(Saved entries)
▶

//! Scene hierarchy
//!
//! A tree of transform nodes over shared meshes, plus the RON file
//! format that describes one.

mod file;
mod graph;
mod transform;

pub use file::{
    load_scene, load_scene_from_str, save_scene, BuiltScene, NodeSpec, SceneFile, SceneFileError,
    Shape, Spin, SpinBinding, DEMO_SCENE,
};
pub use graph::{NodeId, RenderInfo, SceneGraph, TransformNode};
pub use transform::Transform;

◀
▶

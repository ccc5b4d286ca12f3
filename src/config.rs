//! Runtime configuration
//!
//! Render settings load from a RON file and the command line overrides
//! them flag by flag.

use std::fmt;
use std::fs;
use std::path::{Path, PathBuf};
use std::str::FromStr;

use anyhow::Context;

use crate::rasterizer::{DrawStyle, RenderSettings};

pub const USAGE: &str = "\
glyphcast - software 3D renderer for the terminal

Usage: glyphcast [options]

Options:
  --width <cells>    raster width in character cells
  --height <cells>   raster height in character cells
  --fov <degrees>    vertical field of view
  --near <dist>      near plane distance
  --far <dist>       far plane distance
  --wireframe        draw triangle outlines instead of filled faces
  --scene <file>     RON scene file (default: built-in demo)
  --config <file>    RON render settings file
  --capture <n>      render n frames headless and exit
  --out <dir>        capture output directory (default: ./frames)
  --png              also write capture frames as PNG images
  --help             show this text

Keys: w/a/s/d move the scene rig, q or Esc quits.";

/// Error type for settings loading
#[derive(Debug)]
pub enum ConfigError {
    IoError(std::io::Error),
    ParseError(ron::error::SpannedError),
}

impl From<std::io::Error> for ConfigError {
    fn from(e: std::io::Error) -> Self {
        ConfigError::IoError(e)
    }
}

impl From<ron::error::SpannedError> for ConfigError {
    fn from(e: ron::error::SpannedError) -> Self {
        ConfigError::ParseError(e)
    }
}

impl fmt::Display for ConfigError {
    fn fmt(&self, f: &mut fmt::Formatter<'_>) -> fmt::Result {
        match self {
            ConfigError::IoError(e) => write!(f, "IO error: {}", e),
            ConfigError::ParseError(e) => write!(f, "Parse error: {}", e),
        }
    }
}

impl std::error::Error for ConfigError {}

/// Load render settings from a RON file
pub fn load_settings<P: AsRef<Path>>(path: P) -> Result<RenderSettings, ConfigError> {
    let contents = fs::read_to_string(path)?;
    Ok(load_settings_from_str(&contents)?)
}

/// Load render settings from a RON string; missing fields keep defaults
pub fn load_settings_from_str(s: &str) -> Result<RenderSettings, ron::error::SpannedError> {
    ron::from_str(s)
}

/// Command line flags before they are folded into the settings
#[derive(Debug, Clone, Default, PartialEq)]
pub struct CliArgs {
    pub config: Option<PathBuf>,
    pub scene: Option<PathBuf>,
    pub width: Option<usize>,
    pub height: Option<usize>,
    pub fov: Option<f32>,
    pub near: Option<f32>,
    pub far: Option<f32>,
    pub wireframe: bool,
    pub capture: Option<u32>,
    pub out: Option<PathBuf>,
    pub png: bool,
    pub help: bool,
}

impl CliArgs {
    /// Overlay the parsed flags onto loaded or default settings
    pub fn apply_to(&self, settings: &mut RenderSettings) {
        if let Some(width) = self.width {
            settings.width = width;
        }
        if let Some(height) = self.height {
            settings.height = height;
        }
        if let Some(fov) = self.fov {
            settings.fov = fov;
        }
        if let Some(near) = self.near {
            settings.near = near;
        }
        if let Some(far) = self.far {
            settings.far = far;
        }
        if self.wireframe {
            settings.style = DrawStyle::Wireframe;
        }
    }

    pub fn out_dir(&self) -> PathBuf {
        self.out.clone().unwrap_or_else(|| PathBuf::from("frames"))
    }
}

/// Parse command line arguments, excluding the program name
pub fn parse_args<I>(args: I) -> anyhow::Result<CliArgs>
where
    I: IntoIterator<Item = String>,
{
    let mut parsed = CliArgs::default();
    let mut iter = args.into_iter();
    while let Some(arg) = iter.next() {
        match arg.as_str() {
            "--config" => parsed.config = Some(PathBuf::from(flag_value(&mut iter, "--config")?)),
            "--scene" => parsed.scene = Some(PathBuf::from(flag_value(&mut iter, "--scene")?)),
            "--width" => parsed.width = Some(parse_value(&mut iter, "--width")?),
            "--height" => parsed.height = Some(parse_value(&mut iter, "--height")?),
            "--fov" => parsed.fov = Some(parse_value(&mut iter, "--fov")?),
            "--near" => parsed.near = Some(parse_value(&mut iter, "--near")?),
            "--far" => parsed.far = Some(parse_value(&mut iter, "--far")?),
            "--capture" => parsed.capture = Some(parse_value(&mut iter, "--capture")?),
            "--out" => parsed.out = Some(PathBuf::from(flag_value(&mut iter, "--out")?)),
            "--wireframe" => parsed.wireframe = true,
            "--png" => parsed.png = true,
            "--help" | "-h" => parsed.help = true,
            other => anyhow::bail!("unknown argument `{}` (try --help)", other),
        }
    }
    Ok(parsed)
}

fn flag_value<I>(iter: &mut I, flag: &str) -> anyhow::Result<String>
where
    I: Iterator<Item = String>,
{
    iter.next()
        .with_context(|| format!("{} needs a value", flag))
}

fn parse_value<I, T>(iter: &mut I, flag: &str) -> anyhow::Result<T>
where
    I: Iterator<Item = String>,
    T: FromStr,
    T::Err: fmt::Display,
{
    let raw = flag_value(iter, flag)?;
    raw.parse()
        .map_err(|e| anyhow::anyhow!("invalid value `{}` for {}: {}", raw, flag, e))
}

◀

From the records above, print exactly the lines that run from the line with "width in character cells" to the line with "(default: built-in demo)", inclusive.

*Expected answer:*
  --width <cells>    raster width in character cells
  --height <cells>   raster height in character cells
  --fov <degrees>    vertical field of view
  --near <dist>      near plane distance
  --far <dist>       far plane distance
  --wireframe        draw triangle outlines instead of filled faces
  --scene <file>     RON scene file (default: built-in demo)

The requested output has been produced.